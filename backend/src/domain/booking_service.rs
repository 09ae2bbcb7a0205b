//! Generic bookable service orchestration.
//!
//! One service drives create/read/update/remove for every service-record
//! kind. The kind contributes its validation through
//! [`BookingResource`]; the repository owns the transaction that applies the
//! row write together with the parent aggregate adjustment.

use std::sync::Arc;

use mockable::Clock;
use uuid::Uuid;

use crate::domain::bookings::{BookingRecord, BookingResource};
use crate::domain::ports::{BookingRepository, ReservationRepository};
use crate::domain::reservation_service::authorized_reservation;
use crate::domain::{DomainError, UserId};

/// Use-cases over service rows of kind `K`.
pub struct BookingService<K: BookingResource> {
    bookings: Arc<dyn BookingRepository<K>>,
    reservations: Arc<dyn ReservationRepository>,
    clock: Arc<dyn Clock>,
}

impl<K: BookingResource> Clone for BookingService<K> {
    fn clone(&self) -> Self {
        Self {
            bookings: Arc::clone(&self.bookings),
            reservations: Arc::clone(&self.reservations),
            clock: Arc::clone(&self.clock),
        }
    }
}

impl<K: BookingResource> BookingService<K> {
    /// Create a new service over the kind's repository.
    pub fn new(
        bookings: Arc<dyn BookingRepository<K>>,
        reservations: Arc<dyn ReservationRepository>,
        clock: Arc<dyn Clock>,
    ) -> Self {
        Self {
            bookings,
            reservations,
            clock,
        }
    }

    /// Validate a payload and insert a service row under one of `actor`'s
    /// reservations.
    pub async fn create(
        &self,
        actor: &UserId,
        reservation_id: Uuid,
        payload: &K::Payload,
    ) -> Result<K::Record, DomainError> {
        let new = K::validate_create(payload, self.clock.as_ref())?;
        authorized_reservation(self.reservations.as_ref(), actor, reservation_id).await?;
        Ok(self.bookings.create(reservation_id, actor, &new).await?)
    }

    /// Fetch a single service row.
    pub async fn get(&self, actor: &UserId, id: Uuid) -> Result<K::Record, DomainError> {
        let record = self.load(id).await?;
        authorized_reservation(self.reservations.as_ref(), actor, record.reservation_id())
            .await?;
        Ok(record)
    }

    /// List a reservation's service rows of this kind.
    pub async fn list(
        &self,
        actor: &UserId,
        reservation_id: Uuid,
    ) -> Result<Vec<K::Record>, DomainError> {
        authorized_reservation(self.reservations.as_ref(), actor, reservation_id).await?;
        Ok(self.bookings.list_for_reservation(reservation_id).await?)
    }

    /// Merge a partial payload against the persisted row, validate the
    /// result, and apply the supplied fields.
    pub async fn update(
        &self,
        actor: &UserId,
        id: Uuid,
        payload: &K::Payload,
    ) -> Result<K::Record, DomainError> {
        let current = self.load(id).await?;
        authorized_reservation(self.reservations.as_ref(), actor, current.reservation_id())
            .await?;
        let changes = K::validate_update(payload, &current, self.clock.as_ref())?;
        Ok(self.bookings.update(id, actor, &changes).await?)
    }

    /// Delete a service row, reversing its aggregate contribution.
    pub async fn remove(&self, actor: &UserId, id: Uuid) -> Result<Uuid, DomainError> {
        let current = self.load(id).await?;
        authorized_reservation(self.reservations.as_ref(), actor, current.reservation_id())
            .await?;
        Ok(self.bookings.remove(id, actor).await?)
    }

    async fn load(&self, id: Uuid) -> Result<K::Record, DomainError> {
        self.bookings
            .find(id)
            .await?
            .ok_or_else(|| DomainError::not_found(format!("{} not found", K::KIND)))
    }
}

#[cfg(test)]
#[path = "booking_service_tests.rs"]
mod tests;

--------------------------------

Mind each word and retype the entire listing above.

filename backend/src/domain/booking_service.rs
repository 09ae2bbcb7a0205b
//! Generic bookable service orchestration.
//!
//! One service drives create/read/update/remove for every service-record
//! kind. The kind contributes its validation through
//! [`BookingResource`]; the repository owns the transaction that applies the
//! row write together with the parent aggregate adjustment.

use std::sync::Arc;

use mockable::Clock;
use uuid::Uuid;

use crate::domain::bookings::{BookingRecord, BookingResource};
use crate::domain::ports::{BookingRepository, ReservationRepository};
use crate::domain::reservation_service::authorized_reservation;
use crate::domain::{DomainError, UserId};

/// Use-cases over service rows of kind `K`.
pub struct BookingService<K: BookingResource> {
    bookings: Arc<dyn BookingRepository<K>>,
    reservations: Arc<dyn ReservationRepository>,
    clock: Arc<dyn Clock>,
}

impl<K: BookingResource> Clone for BookingService<K> {
    fn clone(&self) -> Self {
        Self {
            bookings: Arc::clone(&self.bookings),
            reservations: Arc::clone(&self.reservations),
            clock: Arc::clone(&self.clock),
        }
    }
}

impl<K: BookingResource> BookingService<K> {
    /// Create a new service over the kind's repository.
    pub fn new(
        bookings: Arc<dyn BookingRepository<K>>,
        reservations: Arc<dyn ReservationRepository>,
        clock: Arc<dyn Clock>,
    ) -> Self {
        Self {
            bookings,
            reservations,
            clock,
        }
    }

    /// Validate a payload and insert a service row under one of `actor`'s
    /// reservations.
    pub async fn create(
        &self,
        actor: &UserId,
        reservation_id: Uuid,
        payload: &K::Payload,
    ) -> Result<K::Record, DomainError> {
        let new = K::validate_create(payload, self.clock.as_ref())?;
        authorized_reservation(self.reservations.as_ref(), actor, reservation_id).await?;
        Ok(self.bookings.create(reservation_id, actor, &new).await?)
    }

    /// Fetch a single service row.
    pub async fn get(&self, actor: &UserId, id: Uuid) -> Result<K::Record, DomainError> {
        let record = self.load(id).await?;
        authorized_reservation(self.reservations.as_ref(), actor, record.reservation_id())
            .await?;
        Ok(record)
    }

    /// List a reservation's service rows of this kind.
    pub async fn list(
        &self,
        actor: &UserId,
        reservation_id: Uuid,
    ) -> Result<Vec<K::Record>, DomainError> {
        authorized_reservation(self.reservations.as_ref(), actor, reservation_id).await?;
        Ok(self.bookings.list_for_reservation(reservation_id).await?)
    }

    /// Merge a partial payload against the persisted row, validate the
    /// result, and apply the supplied fields.
    pub async fn update(
        &self,
        actor: &UserId,
        id: Uuid,
        payload: &K::Payload,
    ) -> Result<K::Record, DomainError> {
        let current = self.load(id).await?;
        authorized_reservation(self.reservations.as_ref(), actor, current.reservation_id())
            .await?;
        let changes = K::validate_update(payload, &current, self.clock.as_ref())?;
        Ok(self.bookings.update(id, actor, &changes).await?)
    }

    /// Delete a service row, reversing its aggregate contribution.
    pub async fn remove(&self, actor: &UserId, id: Uuid) -> Result<Uuid, DomainError> {
        let current = self.load(id).await?;
        authorized_reservation(self.reservations.as_ref(), actor, current.reservation_id())
            .await?;
        Ok(self.bookings.remove(id, actor).await?)
    }

    async fn load(&self, id: Uuid) -> Result<K::Record, DomainError> {
        self.bookings
            .find(id)
            .await?
            .ok_or_else(|| DomainError::not_found(format!("{} not found", K::KIND)))
    }
}

#[cfg(test)]
#[path = "booking_service_tests.rs"]
mod tests;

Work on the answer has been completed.